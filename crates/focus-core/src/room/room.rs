//! Chat-room state tracking.
//!
//! Consumes the presence stream addressed to the local occupant and
//! produces [`ChatRoomEvent`]s. All mutation happens under a single
//! lock held for the duration of one `process_presence` call; listener
//! dispatch happens inside the lock so ordering matches wire order.

use std::collections::HashMap;
use std::sync::Arc;
use std::time::{Duration, Instant};

use focus_common::{EventEmitter, SlidingWindowCounter};
use parking_lot::Mutex;
use tokio::sync::Notify;

use crate::config::FocusConfig;
use crate::source::MediaType;

use super::events::ChatRoomEvent;
use super::member::{ChatRoomMember, MemberRole, RoleChange};
use super::metadata::RoomMetadata;
use super::presence::{OccupantId, Presence, PresenceExtension, PresenceType, RoomId};

/// Outbound own-presence sink; the transport adapter implements this.
pub trait PresenceSender: Send + Sync {
    /// Send the full current extension set as one presence update.
    fn send_presence(&self, extensions: &[PresenceExtension]);
}

/// No-op sender for tests and for rooms joined in read-only mode.
#[derive(Debug, Default)]
pub struct NullPresenceSender;

impl PresenceSender for NullPresenceSender {
    fn send_presence(&self, _extensions: &[PresenceExtension]) {}
}

/// Recognized keys of the room configuration form, read when the local
/// user joins.
#[derive(Debug, Clone, Default, PartialEq, Eq)]
pub struct RoomConfigForm {
    pub meeting_id: Option<String>,
    pub is_breakout: bool,
    pub main_room: Option<String>,
    /// Lobby: only members may enter.
    pub members_only: bool,
    pub visitors_enabled: Option<bool>,
    pub participants_soft_limit: Option<u32>,
    pub presets_enabled: bool,
}

#[derive(Debug)]
struct RoomState {
    members: HashMap<OccupantId, ChatRoomMember>,
    audio_senders: usize,
    video_senders: usize,
    pending_visitors: SlidingWindowCounter,
    form: RoomConfigForm,
    metadata: Option<RoomMetadata>,
    own_presence: Vec<PresenceExtension>,
    destroyed: bool,
}

/// Presence-driven membership state for one chat room.
pub struct ChatRoom {
    room_id: RoomId,
    config: Arc<FocusConfig>,
    state: Mutex<RoomState>,
    emitter: EventEmitter<ChatRoomEvent>,
    presence_sender: Arc<dyn PresenceSender>,
    metadata_arrived: Notify,
}
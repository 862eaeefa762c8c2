//! Room-metadata message parsing.
//!
//! A typed JSON message published by the room-metadata service after
//! join. Unknown properties are ignored, duplicate keys are rejected,
//! enum-like values are matched case-insensitively.

use super::json::{
    opt_bool, opt_str_list, opt_u64, JsonParseError, StrictObject,
};

/// Start-muted policy conveyed to joining participants.
#[derive(Debug, Clone, Copy, Default, PartialEq, Eq)]
pub struct StartMutedPolicy {
    pub audio: bool,
    pub video: bool,
}

/// The room-metadata document, as far as the focus cares.
#[derive(Debug, Clone, Default, PartialEq, Eq)]
pub struct RoomMetadata {
    /// `visitors.live`: whether the visitor fanout is live.
    pub visitors_live: Option<bool>,
    pub start_muted: Option<StartMutedPolicy>,
    pub moderators: Vec<String>,
    pub participants: Vec<String>,
    pub transcribing_enabled: Option<bool>,
    pub async_transcription: Option<bool>,
    pub participants_soft_limit: Option<u32>,
    pub visitors_enabled: Option<bool>,
}

impl RoomMetadata {
    /// Parse the raw message body.
    pub fn parse(raw: &str) -> Result<Self, JsonParseError> {
        let object = StrictObject::parse(raw)?;
        let mut metadata = RoomMetadata::default();

        if let Some(value) = object.get("visitors") {
            let visitors = StrictObject::from_value("visitors", value)?;
            metadata.visitors_live = opt_bool(&visitors, "live")?;
        }

        if let Some(value) = object.get("startMuted") {
            let muted = StrictObject::from_value("startMuted", value)?;
            metadata.start_muted = Some(StartMutedPolicy {
                audio: opt_bool(&muted, "audio")?.unwrap_or(false),
                video: opt_bool(&muted, "video")?.unwrap_or(false),
            });
        }

        metadata.moderators = opt_str_list(&object, "moderators")?.unwrap_or_default();
        metadata.participants = opt_str_list(&object, "participants")?.unwrap_or_default();

        if let Some(value) = object.get("recording") {
            let recording = StrictObject::from_value("recording", value)?;
            metadata.transcribing_enabled = opt_bool(&recording, "isTranscribingEnabled")?;
        }

        metadata.async_transcription = opt_bool(&object, "asyncTranscription")?;
        metadata.participants_soft_limit =
            opt_u64(&object, "participantsSoftLimit")?.map(|v| v.min(u32::MAX as u64) as u32);
        metadata.visitors_enabled = opt_bool(&object, "visitorsEnabled")?;

        Ok(metadata)
    }
}

#[cfg(test)]
mod tests {
    use super::*;
    use pretty_assertions::assert_eq;

    #[test]
    fn test_parse_full_document() {
        let metadata = RoomMetadata::parse(
            r#"{
                "visitors": {"live": true},
                "startMuted": {"audio": true},
                "moderators": ["m1", "m2"],
                "participants": ["p1"],
                "recording": {"isTranscribingEnabled": true},
                "asyncTranscription": false,
                "participantsSoftLimit": 100,
                "visitorsEnabled": true
            }"#,
        )
        .unwrap();

        assert_eq!(metadata.visitors_live, Some(true));
        assert_eq!(
            metadata.start_muted,
            Some(StartMutedPolicy { audio: true, video: false })
        );
        assert_eq!(metadata.moderators, vec!["m1", "m2"]);
        assert_eq!(metadata.participants, vec!["p1"]);
        assert_eq!(metadata.transcribing_enabled, Some(true));
        assert_eq!(metadata.async_transcription, Some(false));
        assert_eq!(metadata.participants_soft_limit, Some(100));
        assert_eq!(metadata.visitors_enabled, Some(true));
    }

    #[test]
    fn test_unknown_properties_ignored() {
        let metadata =
            RoomMetadata::parse(r#"{"futureThing": {"deep": 1}, "visitorsEnabled": false}"#)
                .unwrap();
        assert_eq!(metadata.visitors_enabled, Some(false));
    }

    #[test]
    fn test_duplicate_key_rejected() {
        let err = RoomMetadata::parse(r#"{"visitorsEnabled": true, "visitorsEnabled": false}"#)
            .unwrap_err();
        assert_eq!(err, JsonParseError::DuplicateKey("visitorsEnabled".into()));
    }

    #[test]
    fn test_empty_document() {
        let metadata = RoomMetadata::parse("{}").unwrap();
        assert_eq!(metadata, RoomMetadata::default());
    }
}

How to complete this task |
Give the count of lines in the data shown above that contain "happens", and nothing else.

Result of the exercise |
2